**ACTION ITEM:** Report all lines from the entries below in which "Commands" appears.

_ _ _ _ _

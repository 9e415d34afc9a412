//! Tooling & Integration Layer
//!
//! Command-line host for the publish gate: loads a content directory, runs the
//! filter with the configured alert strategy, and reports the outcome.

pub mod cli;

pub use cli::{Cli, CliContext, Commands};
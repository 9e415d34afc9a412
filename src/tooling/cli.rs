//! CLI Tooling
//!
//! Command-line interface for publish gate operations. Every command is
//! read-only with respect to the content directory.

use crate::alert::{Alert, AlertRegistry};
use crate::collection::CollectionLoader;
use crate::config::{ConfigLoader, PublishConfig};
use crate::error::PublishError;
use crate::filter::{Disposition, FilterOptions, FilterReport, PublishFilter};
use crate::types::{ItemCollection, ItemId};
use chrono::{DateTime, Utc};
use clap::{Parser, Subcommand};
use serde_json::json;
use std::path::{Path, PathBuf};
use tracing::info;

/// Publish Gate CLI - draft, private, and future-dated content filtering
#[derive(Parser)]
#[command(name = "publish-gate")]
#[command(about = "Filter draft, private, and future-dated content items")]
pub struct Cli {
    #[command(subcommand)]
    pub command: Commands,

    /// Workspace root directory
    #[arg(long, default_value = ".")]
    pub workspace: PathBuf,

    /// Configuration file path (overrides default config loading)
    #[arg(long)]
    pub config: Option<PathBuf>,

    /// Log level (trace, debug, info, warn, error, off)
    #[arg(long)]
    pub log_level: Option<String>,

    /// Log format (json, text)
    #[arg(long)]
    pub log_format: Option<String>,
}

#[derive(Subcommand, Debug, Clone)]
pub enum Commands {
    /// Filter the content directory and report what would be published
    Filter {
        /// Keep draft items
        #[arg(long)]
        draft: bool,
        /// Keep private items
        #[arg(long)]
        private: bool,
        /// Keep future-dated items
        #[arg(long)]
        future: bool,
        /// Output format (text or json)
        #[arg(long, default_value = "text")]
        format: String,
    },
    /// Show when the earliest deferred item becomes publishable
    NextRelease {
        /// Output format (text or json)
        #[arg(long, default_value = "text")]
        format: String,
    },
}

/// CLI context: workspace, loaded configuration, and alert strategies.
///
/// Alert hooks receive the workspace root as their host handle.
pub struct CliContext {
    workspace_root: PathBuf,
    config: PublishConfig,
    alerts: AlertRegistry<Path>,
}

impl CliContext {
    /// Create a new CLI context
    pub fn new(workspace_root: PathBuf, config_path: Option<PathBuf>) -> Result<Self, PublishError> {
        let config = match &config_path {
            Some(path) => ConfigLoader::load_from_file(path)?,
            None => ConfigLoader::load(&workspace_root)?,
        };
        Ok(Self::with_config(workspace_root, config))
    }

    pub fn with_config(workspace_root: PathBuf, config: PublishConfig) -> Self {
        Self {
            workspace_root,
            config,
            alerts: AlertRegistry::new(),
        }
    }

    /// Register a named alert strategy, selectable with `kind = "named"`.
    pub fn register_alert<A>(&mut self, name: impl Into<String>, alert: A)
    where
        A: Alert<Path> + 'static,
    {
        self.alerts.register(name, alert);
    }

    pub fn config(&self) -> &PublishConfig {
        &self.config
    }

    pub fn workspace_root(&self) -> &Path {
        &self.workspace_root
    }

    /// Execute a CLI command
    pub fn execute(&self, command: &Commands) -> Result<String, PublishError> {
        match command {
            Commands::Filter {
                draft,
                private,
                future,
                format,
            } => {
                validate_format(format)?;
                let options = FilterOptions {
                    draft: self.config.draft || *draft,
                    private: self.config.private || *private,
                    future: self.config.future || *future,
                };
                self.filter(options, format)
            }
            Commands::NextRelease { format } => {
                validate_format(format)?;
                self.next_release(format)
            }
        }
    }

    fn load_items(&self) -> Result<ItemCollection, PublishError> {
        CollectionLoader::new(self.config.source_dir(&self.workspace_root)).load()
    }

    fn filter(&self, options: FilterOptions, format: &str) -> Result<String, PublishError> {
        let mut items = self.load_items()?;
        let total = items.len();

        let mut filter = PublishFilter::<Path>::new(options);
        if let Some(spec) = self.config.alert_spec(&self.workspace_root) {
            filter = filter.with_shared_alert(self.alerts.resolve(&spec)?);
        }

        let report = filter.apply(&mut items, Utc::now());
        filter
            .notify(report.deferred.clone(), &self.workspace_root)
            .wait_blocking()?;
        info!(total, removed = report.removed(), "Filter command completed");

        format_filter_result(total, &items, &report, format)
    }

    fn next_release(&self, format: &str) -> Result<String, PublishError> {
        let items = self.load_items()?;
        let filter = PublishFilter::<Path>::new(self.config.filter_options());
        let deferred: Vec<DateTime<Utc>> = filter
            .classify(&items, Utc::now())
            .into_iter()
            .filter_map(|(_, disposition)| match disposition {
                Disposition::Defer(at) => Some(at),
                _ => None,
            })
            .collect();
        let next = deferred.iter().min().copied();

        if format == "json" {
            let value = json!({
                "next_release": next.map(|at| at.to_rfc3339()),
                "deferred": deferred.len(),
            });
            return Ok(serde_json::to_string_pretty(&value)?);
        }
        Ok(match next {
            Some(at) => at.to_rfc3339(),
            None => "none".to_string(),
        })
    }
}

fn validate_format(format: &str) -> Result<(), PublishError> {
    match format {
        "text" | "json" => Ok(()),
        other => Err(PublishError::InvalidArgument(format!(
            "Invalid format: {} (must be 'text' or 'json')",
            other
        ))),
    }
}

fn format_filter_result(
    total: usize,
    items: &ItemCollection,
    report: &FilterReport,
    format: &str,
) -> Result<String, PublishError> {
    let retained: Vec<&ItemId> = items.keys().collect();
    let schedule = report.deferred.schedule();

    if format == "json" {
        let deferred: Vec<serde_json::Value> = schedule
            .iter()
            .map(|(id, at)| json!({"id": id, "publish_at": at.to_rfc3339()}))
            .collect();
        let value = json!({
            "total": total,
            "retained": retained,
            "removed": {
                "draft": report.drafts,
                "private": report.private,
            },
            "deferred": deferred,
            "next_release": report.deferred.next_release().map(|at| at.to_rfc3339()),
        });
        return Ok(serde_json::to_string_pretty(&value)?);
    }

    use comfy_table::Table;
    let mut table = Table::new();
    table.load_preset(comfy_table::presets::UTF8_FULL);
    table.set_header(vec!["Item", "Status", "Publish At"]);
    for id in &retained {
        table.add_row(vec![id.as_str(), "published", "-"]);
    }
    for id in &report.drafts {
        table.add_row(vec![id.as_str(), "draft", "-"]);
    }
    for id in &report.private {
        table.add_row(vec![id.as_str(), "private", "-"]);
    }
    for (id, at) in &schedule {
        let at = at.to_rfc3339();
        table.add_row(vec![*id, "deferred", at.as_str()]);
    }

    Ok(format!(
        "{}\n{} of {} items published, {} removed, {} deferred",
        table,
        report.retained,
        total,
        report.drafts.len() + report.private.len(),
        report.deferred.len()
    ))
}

_ _ _ _ _

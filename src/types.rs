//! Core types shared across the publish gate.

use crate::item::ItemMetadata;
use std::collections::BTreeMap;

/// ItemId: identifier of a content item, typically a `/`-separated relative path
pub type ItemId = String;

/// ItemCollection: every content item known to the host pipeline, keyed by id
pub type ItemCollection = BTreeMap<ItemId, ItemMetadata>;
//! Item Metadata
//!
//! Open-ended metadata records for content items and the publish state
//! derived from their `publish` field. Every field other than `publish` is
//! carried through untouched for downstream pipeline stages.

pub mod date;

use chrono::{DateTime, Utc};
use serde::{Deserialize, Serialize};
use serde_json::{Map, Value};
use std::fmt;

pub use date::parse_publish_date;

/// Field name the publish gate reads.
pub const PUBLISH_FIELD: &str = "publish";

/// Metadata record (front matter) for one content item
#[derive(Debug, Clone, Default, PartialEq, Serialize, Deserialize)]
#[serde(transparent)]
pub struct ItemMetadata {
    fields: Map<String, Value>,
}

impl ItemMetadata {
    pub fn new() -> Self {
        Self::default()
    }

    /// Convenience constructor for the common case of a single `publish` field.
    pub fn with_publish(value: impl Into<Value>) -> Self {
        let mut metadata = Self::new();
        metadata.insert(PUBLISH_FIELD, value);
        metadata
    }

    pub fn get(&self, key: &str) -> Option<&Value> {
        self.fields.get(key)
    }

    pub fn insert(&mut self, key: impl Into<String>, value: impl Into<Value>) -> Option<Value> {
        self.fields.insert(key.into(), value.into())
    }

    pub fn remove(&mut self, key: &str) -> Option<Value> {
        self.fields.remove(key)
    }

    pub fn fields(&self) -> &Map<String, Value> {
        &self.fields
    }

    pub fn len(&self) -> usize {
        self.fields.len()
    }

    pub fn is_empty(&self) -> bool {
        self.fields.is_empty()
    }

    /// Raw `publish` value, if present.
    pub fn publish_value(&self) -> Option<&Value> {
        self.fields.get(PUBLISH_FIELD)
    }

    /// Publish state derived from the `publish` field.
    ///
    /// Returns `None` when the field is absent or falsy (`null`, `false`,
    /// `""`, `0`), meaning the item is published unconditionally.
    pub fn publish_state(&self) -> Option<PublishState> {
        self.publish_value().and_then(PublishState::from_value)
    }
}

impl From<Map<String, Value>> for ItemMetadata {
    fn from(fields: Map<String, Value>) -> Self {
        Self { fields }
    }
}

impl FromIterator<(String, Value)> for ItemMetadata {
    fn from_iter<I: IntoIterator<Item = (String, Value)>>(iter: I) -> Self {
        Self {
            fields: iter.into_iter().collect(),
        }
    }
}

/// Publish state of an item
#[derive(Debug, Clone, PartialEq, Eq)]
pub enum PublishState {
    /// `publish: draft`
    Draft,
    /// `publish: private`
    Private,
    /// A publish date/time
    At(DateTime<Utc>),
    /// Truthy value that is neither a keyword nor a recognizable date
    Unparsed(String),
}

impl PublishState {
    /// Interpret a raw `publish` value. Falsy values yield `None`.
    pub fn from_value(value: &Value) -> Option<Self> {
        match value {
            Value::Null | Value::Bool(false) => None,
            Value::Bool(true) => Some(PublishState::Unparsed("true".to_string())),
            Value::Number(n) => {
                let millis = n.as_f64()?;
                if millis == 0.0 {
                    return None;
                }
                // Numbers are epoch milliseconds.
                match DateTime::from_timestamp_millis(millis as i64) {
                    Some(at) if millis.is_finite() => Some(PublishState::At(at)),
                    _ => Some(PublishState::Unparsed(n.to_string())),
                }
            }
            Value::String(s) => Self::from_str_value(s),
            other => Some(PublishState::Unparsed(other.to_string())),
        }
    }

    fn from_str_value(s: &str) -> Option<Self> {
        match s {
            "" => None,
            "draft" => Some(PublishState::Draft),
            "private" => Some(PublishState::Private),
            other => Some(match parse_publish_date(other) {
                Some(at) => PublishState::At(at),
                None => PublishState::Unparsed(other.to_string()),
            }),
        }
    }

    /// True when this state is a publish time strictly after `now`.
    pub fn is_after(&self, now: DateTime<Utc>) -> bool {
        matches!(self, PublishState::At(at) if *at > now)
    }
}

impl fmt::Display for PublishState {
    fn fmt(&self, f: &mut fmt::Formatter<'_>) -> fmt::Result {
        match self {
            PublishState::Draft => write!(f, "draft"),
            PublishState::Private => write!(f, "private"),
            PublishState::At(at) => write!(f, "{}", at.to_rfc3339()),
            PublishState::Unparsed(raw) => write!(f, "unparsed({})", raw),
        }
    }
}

_ _ _ _ _

**SOLUTION TO THIS TASK:**
pub use cli::{Cli, CliContext, Commands};
    pub command: Commands,
pub enum Commands {
    pub fn execute(&self, command: &Commands) -> Result<String, PublishError> {
            Commands::Filter {
            Commands::NextRelease { format } => {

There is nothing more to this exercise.